SCHAFFLER: Hold that thought for a minute. I want to get David's response
real quick.

BORDEN: Yes, if I may address this idea of from 1981 to 1992, the War on
Drugs reduced drug abuse in this country. We're suffering here from a
severe misinterpretation of the data and a severe over-reliance on numbers
that the government itself doesn't consider reliable. There was, I think,
there probably was some decrease in casual use of substances during that
time. William F. Buckley has pointed out there was a decrease in alcohol and
tobacco use during that time without imprisoning people. But regardless of
that, there was no reduction in the addiction rate. There was a dramatic,
dramatic escalation of a rate of drug-related AIDS and hepatitis and in the
violence rate, which we haven't recovered from that increase in violence.

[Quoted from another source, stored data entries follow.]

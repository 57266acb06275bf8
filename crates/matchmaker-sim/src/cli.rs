//! CLI argument parsing for the simulator.

use clap::{Parser, Subcommand};

/// Ticket matchmaker simulator
#[derive(Parser, Debug)]
#[command(name = "matchmaker-sim")]
#[command(author, version, about, long_about = None)]
pub struct Cli {
    /// Path to configuration file
    #[arg(short, long, global = true)]
    pub config: Option<String>,

    /// Log level (trace, debug, info, warn, error)
    #[arg(short, long, global = true)]
    pub log_level: Option<String>,

    #[command(subcommand)]
    pub command: Commands,
}

#[derive(Subcommand, Debug)]
pub enum Commands {
    /// Submit synthetic tickets and run matchmaking passes over them
    Run {
        /// Number of tickets to submit
        #[arg(short, long, default_value_t = 40)]
        tickets: usize,

        /// Passes to run before stopping
        #[arg(short, long, default_value_t = 3)]
        passes: u64,

        /// Use the custom strategy with a largest-group-first selector
        #[arg(long)]
        custom: bool,

        /// Pass interval in milliseconds (overrides config)
        #[arg(long)]
        interval_ms: Option<u64>,

        /// Seed for ticket generation
        #[arg(long)]
        seed: Option<u64>,
    },
}
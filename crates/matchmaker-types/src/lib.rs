//! # matchmaker-types
//!
//! Shared domain types for the ticket matchmaker.
//!
//! This crate defines the data structures passed between the index, the
//! matching engine and the scheduler:
//! - Presences: the session/user pairs a ticket matches on behalf of
//! - Tickets: validated, immutable matchmaking requests
//! - Entries and groups: the per-user output handed to dispatch
//! - Settings: layered configuration
//!
//! ## Usage
//!
//! ```rust
//! use matchmaker_types::TicketRequest;
//!
//! let request = TicketRequest::solo("session-1", "user-1", "*", 2, 2, 1);
//! assert_eq!(request.presences.len(), 1);
//! ```

pub mod config;
pub mod error;
pub mod ticket;

pub use config::{MatchmakerConfig, Settings};
pub use error::SettingsError;
pub use ticket::{MatchedGroup, MatchmakerEntry, Presence, Ticket, TicketRequest};
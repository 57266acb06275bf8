//! Scheduler configuration.
//!
//! Provides the pass interval and the shutdown drain timeout.

use serde::{Deserialize, Serialize};

use matchmaker_types::MatchmakerConfig;

use crate::SchedulerError;

/// Configuration for the pass scheduler.
#[derive(Debug, Clone, Serialize, Deserialize)]
pub struct SchedulerConfig {
    /// Milliseconds between scheduled passes.
    /// Defaults to 15000.
    #[serde(default = "default_interval_ms")]
    pub interval_ms: u64,

    /// Timeout in seconds for draining an in-flight pass on shutdown.
    /// Defaults to 30 seconds.
    #[serde(default = "default_shutdown_timeout")]
    pub shutdown_timeout_secs: u64,
}

fn default_interval_ms() -> u64 {
    15_000
}

fn default_shutdown_timeout() -> u64 {
    30
}

impl Default for SchedulerConfig {
    fn default() -> Self {
        Self {
            interval_ms: default_interval_ms(),
            shutdown_timeout_secs: default_shutdown_timeout(),
        }
    }
}

impl From<&MatchmakerConfig> for SchedulerConfig {
    fn from(config: &MatchmakerConfig) -> Self {
        Self {
            interval_ms: config.interval_secs.saturating_mul(1000),
            ..Default::default()
        }
    }
}

impl SchedulerConfig {
    pub fn with_interval_ms(mut self, interval_ms: u64) -> Self {
        self.interval_ms = interval_ms;
        self
    }

    pub fn with_shutdown_timeout_secs(mut self, secs: u64) -> Self {
        self.shutdown_timeout_secs = secs;
        self
    }

    /// # Errors
    ///
    /// Returns `SchedulerError::InvalidInterval` for a zero interval.
    pub fn validate(&self) -> Result<(), SchedulerError> {
        if self.interval_ms == 0 {
            return Err(SchedulerError::InvalidInterval(
                "interval_ms must be > 0".to_string(),
            ));
        }
        Ok(())
    }
}
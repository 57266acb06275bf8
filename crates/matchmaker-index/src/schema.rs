//! Tantivy schema definition for ticket documents.
//!
//! One document per waiting ticket. Identity and exclusion fields are raw
//! strings, count bounds are numeric for range filters, and the ticket's
//! query text plus its properties are tokenized so other tickets' queries
//! can match them.

use tantivy::schema::{Field, Schema, FAST, INDEXED, STORED, STRING, TEXT};

use crate::IndexError;

/// Schema field handles for efficient access
#[derive(Debug, Clone)]
pub struct TicketSchema {
    schema: Schema,
    /// Primary key (STRING | STORED)
    pub ticket_id: Field,
    /// Party the ticket belongs to, empty for solo tickets (STRING | STORED)
    pub party_id: Field,
    /// One value per presence (STRING | STORED)
    pub session_id: Field,
    /// The ticket's own query text, default search field (TEXT | STORED)
    pub query: Field,
    /// String and numeric properties as a JSON object (TEXT | STORED)
    pub properties: Field,
    /// Smallest acceptable group size (u64, INDEXED | STORED | FAST)
    pub min_count: Field,
    /// Largest acceptable group size (u64, INDEXED | STORED | FAST)
    pub max_count: Field,
    /// Entries the ticket contributes (u64, INDEXED | STORED | FAST)
    pub count: Field,
    /// Creation time in milliseconds, tie-break key (i64, INDEXED | STORED | FAST)
    pub created_at_ms: Field,
}

impl TicketSchema {
    /// Get the underlying Tantivy schema
    pub fn schema(&self) -> &Schema {
        &self.schema
    }

    /// Create a TicketSchema from an existing Tantivy Schema
    pub fn from_schema(schema: Schema) -> Result<Self, IndexError> {
        let field = |name: &str| {
            schema
                .get_field(name)
                .map_err(|_| IndexError::SchemaMismatch(format!("missing {} field", name)))
        };

        Ok(Self {
            ticket_id: field("ticket_id")?,
            party_id: field("party_id")?,
            session_id: field("session_id")?,
            query: field("query")?,
            properties: field("properties")?,
            min_count: field("min_count")?,
            max_count: field("max_count")?,
            count: field("count")?,
            created_at_ms: field("created_at_ms")?,
            schema,
        })
    }
}

/// Build the ticket schema.
pub fn build_ticket_schema() -> TicketSchema {
    let mut schema_builder = Schema::builder();

    let ticket_id = schema_builder.add_text_field("ticket_id", STRING | STORED);
    let party_id = schema_builder.add_text_field("party_id", STRING | STORED);
    let session_id = schema_builder.add_text_field("session_id", STRING | STORED);

    let query = schema_builder.add_text_field("query", TEXT | STORED);
    let properties = schema_builder.add_json_field("properties", STORED | TEXT);

    let min_count = schema_builder.add_u64_field("min_count", INDEXED | STORED | FAST);
    let max_count = schema_builder.add_u64_field("max_count", INDEXED | STORED | FAST);
    let count = schema_builder.add_u64_field("count", INDEXED | STORED | FAST);
    let created_at_ms = schema_builder.add_i64_field("created_at_ms", INDEXED | STORED | FAST);

    let schema = schema_builder.build();

    TicketSchema {
        schema,
        ticket_id,
        party_id,
        session_id,
        query,
        properties,
        min_count,
        max_count,
        count,
        created_at_ms,
    }
}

And you look at the measures of the drug war's success, and our drug war is
principally a supply side war, trying to control the supply while the
principal measures of that are the price of drugs on the street to users,
because they're trying to raise the price to decrease demand, and the number
of young people, principally young people who report to having ready access
to these drugs.

SCHAFFLER: David Borden, I'm sorry, we have run out of time. I apologize to
Sue Rushe as well, because we are out of time. We actually have an update
on a big story this morning, so I want to thank you both and move onto that.